*Instructions for the task*. In the records below, find the line with "#[derive(Clone, Default, Serialize)]" and the line with "LeadEdit::Password(value) => self.password". Print both exactly, along with every line between them, and no other line.
--------------------------------
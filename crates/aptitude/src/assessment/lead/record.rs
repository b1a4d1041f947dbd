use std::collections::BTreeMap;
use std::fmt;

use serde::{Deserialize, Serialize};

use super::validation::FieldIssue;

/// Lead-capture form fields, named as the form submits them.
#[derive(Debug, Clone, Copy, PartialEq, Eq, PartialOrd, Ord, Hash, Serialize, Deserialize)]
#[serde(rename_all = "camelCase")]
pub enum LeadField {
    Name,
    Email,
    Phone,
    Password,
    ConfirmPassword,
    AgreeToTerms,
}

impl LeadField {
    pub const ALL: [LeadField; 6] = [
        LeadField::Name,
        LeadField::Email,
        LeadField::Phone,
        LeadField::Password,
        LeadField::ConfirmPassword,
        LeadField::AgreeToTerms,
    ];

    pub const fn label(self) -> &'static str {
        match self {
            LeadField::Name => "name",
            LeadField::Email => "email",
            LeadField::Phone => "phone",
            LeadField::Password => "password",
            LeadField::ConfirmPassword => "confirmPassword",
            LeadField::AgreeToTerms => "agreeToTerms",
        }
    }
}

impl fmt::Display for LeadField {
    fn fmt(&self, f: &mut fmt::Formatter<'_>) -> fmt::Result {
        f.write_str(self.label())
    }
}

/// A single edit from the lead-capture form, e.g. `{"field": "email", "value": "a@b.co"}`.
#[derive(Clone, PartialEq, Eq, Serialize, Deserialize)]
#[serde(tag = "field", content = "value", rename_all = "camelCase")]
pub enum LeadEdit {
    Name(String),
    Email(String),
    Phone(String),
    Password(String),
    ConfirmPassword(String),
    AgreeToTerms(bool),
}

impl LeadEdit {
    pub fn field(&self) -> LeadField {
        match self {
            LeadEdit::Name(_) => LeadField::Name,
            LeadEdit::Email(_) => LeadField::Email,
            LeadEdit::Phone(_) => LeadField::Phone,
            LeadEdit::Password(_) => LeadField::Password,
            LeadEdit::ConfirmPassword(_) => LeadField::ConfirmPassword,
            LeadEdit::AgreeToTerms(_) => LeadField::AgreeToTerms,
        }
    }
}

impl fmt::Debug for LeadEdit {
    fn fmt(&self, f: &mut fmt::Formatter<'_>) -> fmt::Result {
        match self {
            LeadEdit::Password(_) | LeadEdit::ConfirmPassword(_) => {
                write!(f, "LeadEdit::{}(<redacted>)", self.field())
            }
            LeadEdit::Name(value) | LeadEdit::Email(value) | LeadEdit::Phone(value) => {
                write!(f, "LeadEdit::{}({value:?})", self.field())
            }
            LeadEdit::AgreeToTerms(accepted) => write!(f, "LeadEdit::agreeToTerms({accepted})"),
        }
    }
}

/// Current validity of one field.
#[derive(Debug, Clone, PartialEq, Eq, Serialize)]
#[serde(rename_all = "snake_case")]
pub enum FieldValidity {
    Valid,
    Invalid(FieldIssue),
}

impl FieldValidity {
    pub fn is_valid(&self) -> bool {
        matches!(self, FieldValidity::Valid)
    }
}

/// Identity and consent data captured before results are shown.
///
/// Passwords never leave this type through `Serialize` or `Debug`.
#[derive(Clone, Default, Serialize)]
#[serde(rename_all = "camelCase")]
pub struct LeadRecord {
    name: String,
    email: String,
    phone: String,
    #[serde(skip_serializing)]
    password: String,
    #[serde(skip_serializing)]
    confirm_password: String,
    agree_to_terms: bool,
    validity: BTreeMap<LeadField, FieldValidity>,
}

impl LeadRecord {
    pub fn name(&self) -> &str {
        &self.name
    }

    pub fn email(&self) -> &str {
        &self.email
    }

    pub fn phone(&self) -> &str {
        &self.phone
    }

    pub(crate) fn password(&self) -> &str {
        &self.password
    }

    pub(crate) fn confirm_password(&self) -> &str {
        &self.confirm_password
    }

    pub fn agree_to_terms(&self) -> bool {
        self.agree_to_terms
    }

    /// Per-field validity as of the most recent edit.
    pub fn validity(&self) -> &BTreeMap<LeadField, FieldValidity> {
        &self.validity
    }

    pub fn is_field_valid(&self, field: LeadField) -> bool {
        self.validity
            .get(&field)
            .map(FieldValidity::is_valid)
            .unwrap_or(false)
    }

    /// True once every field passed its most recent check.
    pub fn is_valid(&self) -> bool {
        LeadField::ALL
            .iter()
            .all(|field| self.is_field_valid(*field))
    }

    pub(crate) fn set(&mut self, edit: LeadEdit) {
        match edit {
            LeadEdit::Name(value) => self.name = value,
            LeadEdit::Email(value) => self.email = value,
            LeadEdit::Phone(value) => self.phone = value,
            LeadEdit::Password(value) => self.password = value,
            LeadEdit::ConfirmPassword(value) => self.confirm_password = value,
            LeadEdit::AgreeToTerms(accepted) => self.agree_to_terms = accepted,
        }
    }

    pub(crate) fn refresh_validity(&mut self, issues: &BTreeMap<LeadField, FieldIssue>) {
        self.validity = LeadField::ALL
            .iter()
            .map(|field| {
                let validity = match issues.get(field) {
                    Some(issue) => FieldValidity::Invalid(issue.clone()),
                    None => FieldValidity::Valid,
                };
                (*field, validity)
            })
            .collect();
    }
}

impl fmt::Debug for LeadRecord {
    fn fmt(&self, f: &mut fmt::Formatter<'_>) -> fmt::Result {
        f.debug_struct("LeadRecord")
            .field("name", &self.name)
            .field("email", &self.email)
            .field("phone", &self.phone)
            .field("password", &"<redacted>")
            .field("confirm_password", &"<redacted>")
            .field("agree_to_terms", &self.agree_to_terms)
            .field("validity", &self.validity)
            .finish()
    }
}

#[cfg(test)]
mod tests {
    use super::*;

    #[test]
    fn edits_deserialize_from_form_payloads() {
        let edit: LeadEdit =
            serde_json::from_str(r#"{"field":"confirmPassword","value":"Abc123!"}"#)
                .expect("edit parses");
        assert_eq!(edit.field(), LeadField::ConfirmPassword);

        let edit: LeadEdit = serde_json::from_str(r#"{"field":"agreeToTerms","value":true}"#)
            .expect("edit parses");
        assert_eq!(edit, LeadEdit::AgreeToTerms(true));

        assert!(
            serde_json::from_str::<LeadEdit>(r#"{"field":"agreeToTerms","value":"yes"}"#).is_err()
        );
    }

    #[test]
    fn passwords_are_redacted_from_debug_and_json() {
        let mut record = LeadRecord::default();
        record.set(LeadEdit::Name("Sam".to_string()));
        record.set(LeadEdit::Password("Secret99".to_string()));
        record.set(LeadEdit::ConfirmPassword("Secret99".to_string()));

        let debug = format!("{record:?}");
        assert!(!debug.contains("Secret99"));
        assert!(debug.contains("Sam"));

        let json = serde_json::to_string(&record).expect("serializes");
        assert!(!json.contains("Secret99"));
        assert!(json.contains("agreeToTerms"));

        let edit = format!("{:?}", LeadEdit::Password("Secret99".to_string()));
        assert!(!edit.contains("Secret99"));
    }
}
--------------------------------
*Finished exercise*.
#[derive(Clone, Default, Serialize)]
#[serde(rename_all = "camelCase")]
pub struct LeadRecord {
    name: String,
    email: String,
    phone: String,
    #[serde(skip_serializing)]
    password: String,
    #[serde(skip_serializing)]
    confirm_password: String,
    agree_to_terms: bool,
    validity: BTreeMap<LeadField, FieldValidity>,
}

impl LeadRecord {
    pub fn name(&self) -> &str {
        &self.name
    }

    pub fn email(&self) -> &str {
        &self.email
    }

    pub fn phone(&self) -> &str {
        &self.phone
    }

    pub(crate) fn password(&self) -> &str {
        &self.password
    }

    pub(crate) fn confirm_password(&self) -> &str {
        &self.confirm_password
    }

    pub fn agree_to_terms(&self) -> bool {
        self.agree_to_terms
    }

    /// Per-field validity as of the most recent edit.
    pub fn validity(&self) -> &BTreeMap<LeadField, FieldValidity> {
        &self.validity
    }

    pub fn is_field_valid(&self, field: LeadField) -> bool {
        self.validity
            .get(&field)
            .map(FieldValidity::is_valid)
            .unwrap_or(false)
    }

    /// True once every field passed its most recent check.
    pub fn is_valid(&self) -> bool {
        LeadField::ALL
            .iter()
            .all(|field| self.is_field_valid(*field))
    }

    pub(crate) fn set(&mut self, edit: LeadEdit) {
        match edit {
            LeadEdit::Name(value) => self.name = value,
            LeadEdit::Email(value) => self.email = value,
            LeadEdit::Phone(value) => self.phone = value,
            LeadEdit::Password(value) => self.password = value,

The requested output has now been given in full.